Exercise ->
Look below for the line containing "single salted Merkle" and the line containing "pub use service::init_board;"; repeat exactly those two lines and all lines between them, and nothing else.

[Stored items]
---------------
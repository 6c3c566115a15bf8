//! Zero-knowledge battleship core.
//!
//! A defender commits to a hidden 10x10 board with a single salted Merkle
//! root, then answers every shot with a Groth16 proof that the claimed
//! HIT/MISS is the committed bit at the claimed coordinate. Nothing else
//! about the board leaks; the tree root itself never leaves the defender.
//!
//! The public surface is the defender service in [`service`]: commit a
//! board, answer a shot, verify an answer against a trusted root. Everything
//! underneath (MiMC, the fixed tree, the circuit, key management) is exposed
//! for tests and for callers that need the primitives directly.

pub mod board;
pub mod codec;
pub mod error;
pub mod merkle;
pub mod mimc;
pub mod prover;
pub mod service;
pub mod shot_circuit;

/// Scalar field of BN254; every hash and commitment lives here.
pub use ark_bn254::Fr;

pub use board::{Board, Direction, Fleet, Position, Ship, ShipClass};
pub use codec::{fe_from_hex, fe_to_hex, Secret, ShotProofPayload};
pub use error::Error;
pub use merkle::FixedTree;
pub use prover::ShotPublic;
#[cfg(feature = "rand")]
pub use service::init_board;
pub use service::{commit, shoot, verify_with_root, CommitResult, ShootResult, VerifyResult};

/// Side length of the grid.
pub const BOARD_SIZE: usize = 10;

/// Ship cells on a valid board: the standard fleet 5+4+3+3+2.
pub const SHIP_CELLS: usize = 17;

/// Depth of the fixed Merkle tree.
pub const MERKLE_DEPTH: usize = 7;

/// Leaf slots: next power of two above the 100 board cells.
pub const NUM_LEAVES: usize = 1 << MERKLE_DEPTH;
---------------
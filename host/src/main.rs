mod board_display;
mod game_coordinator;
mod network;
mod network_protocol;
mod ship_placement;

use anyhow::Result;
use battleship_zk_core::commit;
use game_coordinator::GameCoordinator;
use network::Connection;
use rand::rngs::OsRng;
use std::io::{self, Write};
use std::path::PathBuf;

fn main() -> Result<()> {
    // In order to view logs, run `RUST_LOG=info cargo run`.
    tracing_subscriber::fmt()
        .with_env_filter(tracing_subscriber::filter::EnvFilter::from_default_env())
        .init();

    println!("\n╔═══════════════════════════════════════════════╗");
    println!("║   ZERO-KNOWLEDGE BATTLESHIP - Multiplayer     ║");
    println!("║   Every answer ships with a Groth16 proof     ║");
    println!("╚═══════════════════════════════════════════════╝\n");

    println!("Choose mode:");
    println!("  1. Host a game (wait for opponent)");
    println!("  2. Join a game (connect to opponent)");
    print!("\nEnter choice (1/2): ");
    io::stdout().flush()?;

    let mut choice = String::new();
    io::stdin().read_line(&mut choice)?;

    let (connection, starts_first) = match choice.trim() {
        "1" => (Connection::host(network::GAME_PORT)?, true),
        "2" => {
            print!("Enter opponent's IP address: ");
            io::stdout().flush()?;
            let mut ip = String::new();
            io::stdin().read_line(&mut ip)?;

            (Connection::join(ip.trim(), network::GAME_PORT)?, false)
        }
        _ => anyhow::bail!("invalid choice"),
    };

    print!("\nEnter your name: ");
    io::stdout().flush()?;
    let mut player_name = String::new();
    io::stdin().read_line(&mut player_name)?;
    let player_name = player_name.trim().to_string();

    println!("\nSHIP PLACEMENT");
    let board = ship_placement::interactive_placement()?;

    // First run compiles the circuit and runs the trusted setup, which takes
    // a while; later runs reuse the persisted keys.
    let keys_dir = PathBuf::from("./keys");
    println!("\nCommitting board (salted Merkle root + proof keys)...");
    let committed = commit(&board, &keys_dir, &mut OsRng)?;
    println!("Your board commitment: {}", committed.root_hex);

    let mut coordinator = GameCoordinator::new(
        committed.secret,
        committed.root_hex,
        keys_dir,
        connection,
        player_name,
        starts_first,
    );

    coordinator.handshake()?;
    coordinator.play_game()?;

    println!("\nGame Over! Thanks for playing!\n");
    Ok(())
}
---------------
Problem solution ->
//! A defender commits to a hidden 10x10 board with a single salted Merkle
//! root, then answers every shot with a Groth16 proof that the claimed
//! HIT/MISS is the committed bit at the claimed coordinate. Nothing else
//! about the board leaks; the tree root itself never leaves the defender.
//!
//! The public surface is the defender service in [`service`]: commit a
//! board, answer a shot, verify an answer against a trusted root. Everything
//! underneath (MiMC, the fixed tree, the circuit, key management) is exposed
//! for tests and for callers that need the primitives directly.

pub mod board;
pub mod codec;
pub mod error;
pub mod merkle;
pub mod mimc;
pub mod prover;
pub mod service;
pub mod shot_circuit;

/// Scalar field of BN254; every hash and commitment lives here.
pub use ark_bn254::Fr;

pub use board::{Board, Direction, Fleet, Position, Ship, ShipClass};
pub use codec::{fe_from_hex, fe_to_hex, Secret, ShotProofPayload};
pub use error::Error;
pub use merkle::FixedTree;
pub use prover::ShotPublic;
#[cfg(feature = "rand")]
pub use service::init_board;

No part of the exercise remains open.